La bibliothèque libre.
Société des Écrivains Catholiques (p. 1-5).

À

L’HON. L. A. DESSSAULES

PRÉLIMINAIRES



M. Dessaulles doit se sentir soulagé. Le pauvre homme souffrait d’une furieuse indigestion, si l’on en juge par la masse informe et putride qu’il a vomie. L’indigestion est un mal fréquent chez ceux qui n’usent pas d’une nourriture saine ; M. Dessaulles est là pour nous en fournir la preuve. Il s’obstine à grignoter les plantes vénéneuses qui ont été implantées dans le parc fangeux, que l’on nomme l’Institut-Canadien de Montréal ; or, tant qu’il grignotera de ces choses-là, il aura le hoquet, éprouvera des nausées et des spasmes, puis finira par dégobiller sans cérémonie en pleine place publique.

Il ne se croit pas malade du tout cependant. Il est même l’homme du monde le plus satisfait de sa santé, surtout de sa santé morale et intellectuelle. Il en est si satisfait qu’il pose complaisamment comme type de candeur et d’innocence, de sincérité et de justice, de zèle éclairé et de piété tendre, de logique et de savoir.

Qui connaît ce merle, sait que depuis longtemps la candeur et l’innocence, la sincérité et la justice ont déserté de chez lui pour établir domicile ailleurs. Elles se trouvaient si mal logées !

Le zèle, dont il semble brûler pour tant de choses saintes qu’il voit outrager avec stupeur, comme il dit, est un feu qui n’est pas malin du tout. S’il n’a que lui pour se réchauffer il n’échappera certainement pas au frisson.

Sa piété est du même genre que son zèle à peu près ; elle a ceci de particulier que c’est une grimace qui n’est pas du tout belle à voir.

Quant à la logique et au savoir, il est fort amusant de l’entendre se vanter d’en avoir la possession pleine et entière.
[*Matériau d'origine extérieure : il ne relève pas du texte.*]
//! Request pre-checks
//!
//! Provides:
//! - Actor standing checks (suspended and banned actors cannot mutate)
//! - The rate-limit gate consulted before every mutating action

pub mod context;
pub mod rate_limit;

pub use context::{Action, ActorContext};
pub use rate_limit::{spawn_cleanup_task, RateLimitConfig, RateLimiter, Unlimited, WindowRateLimiter};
S’il se décide un bon jour à émigrer au pays des oies et des singes, ses co-religionnaires, M. Dessaulles pourra peut-être prétendre à occuper là une place quelque peu distinguée à titre de penseur et de logicien ; mais hors de là, bernique ! Le dernier œuf qu’il a pondu n’a que du volume ; pour de la logique et du sens commun, il n’en contient pas un atome.
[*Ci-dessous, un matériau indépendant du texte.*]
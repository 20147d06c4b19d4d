//! Interaction consistency
//!
//! Toggles, votes and the bookmark mirror, plus the cached read path that
//! renders their counters.

pub mod feed;
pub mod mirror;
pub mod toggle;
pub mod vote;

pub use feed::{ContentView, FeedPage, FeedReader, InteractionCounts, ViewerState};
pub use mirror::BookmarkMirror;
pub use toggle::{ToggleAction, ToggleEngine, ToggleOutcome};
pub use vote::{normalize_category, OrientationView, VoteAggregator, VoteOutcome};
mod article;
mod error;
pub mod timestamp;
mod uri;
pub mod vocab;

pub use article::*;
pub use error::*;
pub use uri::*;

// Re-export the oxrdf types that appear in our public API.
pub use oxrdf::{IriParseError, NamedNode, NamedNodeRef};
use crate::ShaclError;
use oxrdf::Graph;
use oxttl::{TurtleParser, TurtleSerializer};
use wep_model::vocab::Prefix;

/// Parses a Turtle document into a graph.
pub fn parse_turtle(data: &str) -> Result<Graph, ShaclError> {
    let mut graph = Graph::new();
    for triple in TurtleParser::new().for_slice(data.as_bytes()) {
        graph.insert(&triple?);
    }
    Ok(graph)
}

/// Serializes a graph as Turtle, abbreviating IRIs with `prefixes`.
pub fn to_turtle(graph: &Graph, prefixes: &[Prefix]) -> Result<String, ShaclError> {
    let mut serializer = TurtleSerializer::new();
    for prefix in prefixes {
        serializer = serializer.with_prefix(prefix.name, prefix.iri)?;
    }
    let mut writer = serializer.for_writer(Vec::new());
    for triple in graph {
        writer.serialize_triple(triple)?;
    }
    Ok(String::from_utf8_lossy(&writer.finish()?).into_owned())
}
Et s’il s’agit du savoir, comment M. Dessaulles peut-il prétendre en avoir ! N’a-t-il pas pris soin de lui fermer hermétiquement toutes les avenues en se cuirassant de cent épaisseurs d’ignorance ? Qu’on ne m’objecte pas qu’il doit être savant, puisqu’il fait des livres. Être auteur comme il l’est, n’est pas chose difficile : il suffit de savoir salir du papier, voilà tout.
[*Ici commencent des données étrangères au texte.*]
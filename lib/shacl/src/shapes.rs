use crate::vocab as sh;
use crate::{to_turtle, ShaclError};
use oxrdf::vocab::{rdf, xsd};
use oxrdf::{BlankNode, Graph, Literal, LiteralRef, NamedNode, NamedNodeRef, Term, TripleRef};
use wep_model::vocab::{dc, dcterms, schema, DC, DCTERMS, RDF, SCHEMA, SH, XSD};
use wep_model::{ContentType, Language};

pub const SHAPES_NAMESPACE: &str = "http://news-provenance.org/shapes#";

/// A constraint component attached to a property shape.
#[derive(Clone, Debug, PartialEq, Eq)]
pub enum Constraint {
    MinCount(usize),
    MaxCount(usize),
    Datatype(NamedNodeRef<'static>),
    /// `sh:nodeKind sh:IRI`
    IriNodeKind,
    /// `sh:in`, restricted to plain string literals.
    In(Vec<&'static str>),
}

impl Constraint {
    /// The `sh:sourceConstraintComponent` of a result produced by this constraint.
    pub fn component(&self) -> NamedNodeRef<'static> {
        match self {
            Constraint::MinCount(_) => sh::MIN_COUNT_COMPONENT,
            Constraint::MaxCount(_) => sh::MAX_COUNT_COMPONENT,
            Constraint::Datatype(_) => sh::DATATYPE_COMPONENT,
            Constraint::IriNodeKind => sh::NODE_KIND_COMPONENT,
            Constraint::In(_) => sh::IN_COMPONENT,
        }
    }
}

#[derive(Clone, Debug)]
pub struct PropertyShape {
    pub path: NamedNodeRef<'static>,
    pub constraints: Vec<Constraint>,
}

impl PropertyShape {
    fn new(path: NamedNodeRef<'static>) -> Self {
        Self {
            path,
            constraints: Vec::new(),
        }
    }

    fn with(mut self, constraint: Constraint) -> Self {
        self.constraints.push(constraint);
        self
    }

    fn required(self) -> Self {
        self.with(Constraint::MinCount(1))
    }

    fn single(self) -> Self {
        self.with(Constraint::MaxCount(1))
    }

    fn string(self) -> Self {
        self.with(Constraint::Datatype(xsd::STRING))
    }

    fn date_time(self) -> Self {
        self.with(Constraint::Datatype(xsd::DATE_TIME))
    }

    fn iri(self) -> Self {
        self.with(Constraint::IriNodeKind)
    }

    /// The last segment of the path IRI, e.g. `headline`.
    pub fn local_name(&self) -> &'static str {
        let path = self.path.as_str();
        path.rsplit(['/', '#']).next().unwrap_or(path)
    }
}

#[derive(Clone, Debug)]
pub struct NodeShape {
    pub name: &'static str,
    pub target_class: NamedNodeRef<'static>,
    pub properties: Vec<PropertyShape>,
}

impl NodeShape {
    pub fn iri(&self) -> NamedNode {
        NamedNode::new_unchecked(format!("{SHAPES_NAMESPACE}{}", self.name))
    }

    pub fn property_iri(&self, property: &PropertyShape) -> NamedNode {
        NamedNode::new_unchecked(format!(
            "{SHAPES_NAMESPACE}{}-{}",
            self.name,
            property.local_name()
        ))
    }
}

/// The shapes every stored article record is expected to satisfy.
pub fn article_shapes() -> Vec<NodeShape> {
    let languages = Language::ALL.into_iter().map(Language::as_str).collect();
    let content_types = ContentType::ALL
        .into_iter()
        .map(ContentType::as_str)
        .collect();
    vec![
        NodeShape {
            name: "NewsArticleShape",
            target_class: schema::NEWS_ARTICLE,
            properties: vec![
                PropertyShape::new(schema::HEADLINE).required().single().string(),
                PropertyShape::new(schema::ARTICLE_BODY).required().single().string(),
                PropertyShape::new(schema::AUTHOR).required().single().iri(),
                PropertyShape::new(schema::DATE_PUBLISHED)
                    .required()
                    .single()
                    .date_time(),
                PropertyShape::new(schema::IN_LANGUAGE)
                    .required()
                    .single()
                    .with(Constraint::In(languages)),
                PropertyShape::new(schema::DESCRIPTION).single().string(),
                PropertyShape::new(schema::URL).single().iri(),
                PropertyShape::new(schema::WORD_COUNT)
                    .single()
                    .with(Constraint::Datatype(xsd::INTEGER)),
                PropertyShape::new(schema::ENCODING_FORMAT)
                    .single()
                    .with(Constraint::In(content_types)),
                PropertyShape::new(dc::CREATOR).string(),
                PropertyShape::new(dcterms::CREATED).single().date_time(),
                PropertyShape::new(dcterms::MODIFIED).single().date_time(),
                PropertyShape::new(dcterms::RIGHTS).single().string(),
                PropertyShape::new(dcterms::PROVENANCE).single().string(),
            ],
        },
        NodeShape {
            name: "PersonShape",
            target_class: schema::PERSON,
            properties: vec![PropertyShape::new(schema::NAME).required().string()],
        },
    ]
}

/// Writes `shapes` as a SHACL shapes graph.
pub fn shapes_graph(shapes: &[NodeShape]) -> Graph {
    let mut graph = Graph::new();
    for shape in shapes {
        let node = shape.iri();
        graph.insert(TripleRef::new(&node, rdf::TYPE, sh::NODE_SHAPE));
        graph.insert(TripleRef::new(&node, sh::TARGET_CLASS, shape.target_class));
        for property in &shape.properties {
            let property_node = shape.property_iri(property);
            graph.insert(TripleRef::new(&node, sh::PROPERTY, &property_node));
            graph.insert(TripleRef::new(&property_node, rdf::TYPE, sh::PROPERTY_SHAPE));
            graph.insert(TripleRef::new(&property_node, sh::PATH, property.path));
            graph.insert(TripleRef::new(
                &property_node,
                sh::NAME,
                LiteralRef::new_simple_literal(property.local_name()),
            ));
            for constraint in &property.constraints {
                insert_constraint(&mut graph, &property_node, constraint);
            }
        }
    }
    graph
}

/// The article shapes as a Turtle document.
pub fn shapes_turtle() -> Result<String, ShaclError> {
    to_turtle(
        &shapes_graph(&article_shapes()),
        &[SH, SCHEMA, DC, DCTERMS, XSD, RDF],
    )
}

fn insert_constraint(graph: &mut Graph, property: &NamedNode, constraint: &Constraint) {
    match constraint {
        Constraint::MinCount(min) => {
            graph.insert(TripleRef::new(property, sh::MIN_COUNT, &integer(*min)));
        }
        Constraint::MaxCount(max) => {
            graph.insert(TripleRef::new(property, sh::MAX_COUNT, &integer(*max)));
        }
        Constraint::Datatype(datatype) => {
            graph.insert(TripleRef::new(property, sh::DATATYPE, *datatype));
        }
        Constraint::IriNodeKind => {
            graph.insert(TripleRef::new(property, sh::NODE_KIND, sh::IRI));
        }
        Constraint::In(values) => {
            let list = insert_list(graph, values);
            graph.insert(TripleRef::new(property, sh::IN, &list));
        }
    }
}

/// Writes an RDF collection of plain literals and returns its head.
fn insert_list(graph: &mut Graph, values: &[&str]) -> Term {
    let mut rest = Term::from(rdf::NIL.into_owned());
    for value in values.iter().rev() {
        let cell = BlankNode::default();
        graph.insert(TripleRef::new(
            &cell,
            rdf::FIRST,
            LiteralRef::new_simple_literal(value),
        ));
        graph.insert(TripleRef::new(&cell, rdf::REST, &rest));
        rest = cell.into();
    }
    rest
}

fn integer(value: usize) -> Literal {
    Literal::new_typed_literal(value.to_string(), xsd::INTEGER)
}

#[cfg(test)]
mod tests {
    use super::*;
    use crate::parse_turtle;
    use oxrdf::{SubjectRef, TermRef};

    fn list_values(graph: &Graph, head: TermRef<'_>) -> Vec<String> {
        let mut values = Vec::new();
        let mut cell = head;
        while let TermRef::BlankNode(node) = cell {
            let subject = SubjectRef::from(node);
            if let Some(TermRef::Literal(value)) =
                graph.object_for_subject_predicate(subject, rdf::FIRST)
            {
                values.push(value.value().to_owned());
            }
            cell = graph
                .object_for_subject_predicate(subject, rdf::REST)
                .unwrap();
        }
        assert_eq!(cell, TermRef::from(rdf::NIL));
        values
    }

    #[test]
    fn article_shape_targets_news_articles() {
        let shapes = article_shapes();
        let graph = shapes_graph(&shapes);
        let article = NamedNode::new_unchecked("http://news-provenance.org/shapes#NewsArticleShape");
        assert!(graph.contains(TripleRef::new(&article, rdf::TYPE, sh::NODE_SHAPE)));
        assert!(graph.contains(TripleRef::new(
            &article,
            sh::TARGET_CLASS,
            schema::NEWS_ARTICLE
        )));
        assert_eq!(
            graph.objects_for_subject_predicate(&article, sh::PROPERTY).count(),
            shapes[0].properties.len()
        );

        let headline =
            NamedNode::new_unchecked("http://news-provenance.org/shapes#NewsArticleShape-headline");
        assert!(graph.contains(TripleRef::new(&headline, sh::PATH, schema::HEADLINE)));
        assert!(graph.contains(TripleRef::new(&headline, sh::MIN_COUNT, &integer(1))));
        assert!(graph.contains(TripleRef::new(&headline, sh::DATATYPE, xsd::STRING)));
    }

    #[test]
    fn allowed_languages_are_an_rdf_list() {
        let graph = shapes_graph(&article_shapes());
        let language =
            NamedNode::new_unchecked("http://news-provenance.org/shapes#NewsArticleShape-inLanguage");
        let head = graph
            .object_for_subject_predicate(&language, sh::IN)
            .unwrap();
        assert_eq!(list_values(&graph, head), ["en", "ro", "es", "fr", "de"]);
    }

    #[test]
    fn dublin_core_paths_keep_distinct_shape_names() {
        let shape = &article_shapes()[0];
        let names: Vec<_> = shape.properties.iter().map(PropertyShape::local_name).collect();
        assert!(names.contains(&"creator"));
        assert!(names.contains(&"created"));
        let mut unique = names.clone();
        unique.sort_unstable();
        unique.dedup();
        assert_eq!(unique.len(), names.len());
    }

    #[test]
    fn shapes_turtle_parses_back() {
        let turtle = shapes_turtle().unwrap();
        assert!(turtle.contains("@prefix sh: <http://www.w3.org/ns/shacl#> ."));
        assert!(turtle.contains("sh:targetClass schema:NewsArticle"));
        assert_eq!(
            parse_turtle(&turtle).unwrap().len(),
            shapes_graph(&article_shapes()).len()
        );
    }
}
Il ne laisse pas cependant de se prendre au sérieux et il aime à se rendre hommage. Il se sent infiniment sage, raisonnable, profond, savant, inspiré, religieux. Il le dit et le répète, sans avoir pourtant assez de ressources pour varier ses tours de phrases. Avec tout cela, il ne possède de disciple convaincu que lui-même.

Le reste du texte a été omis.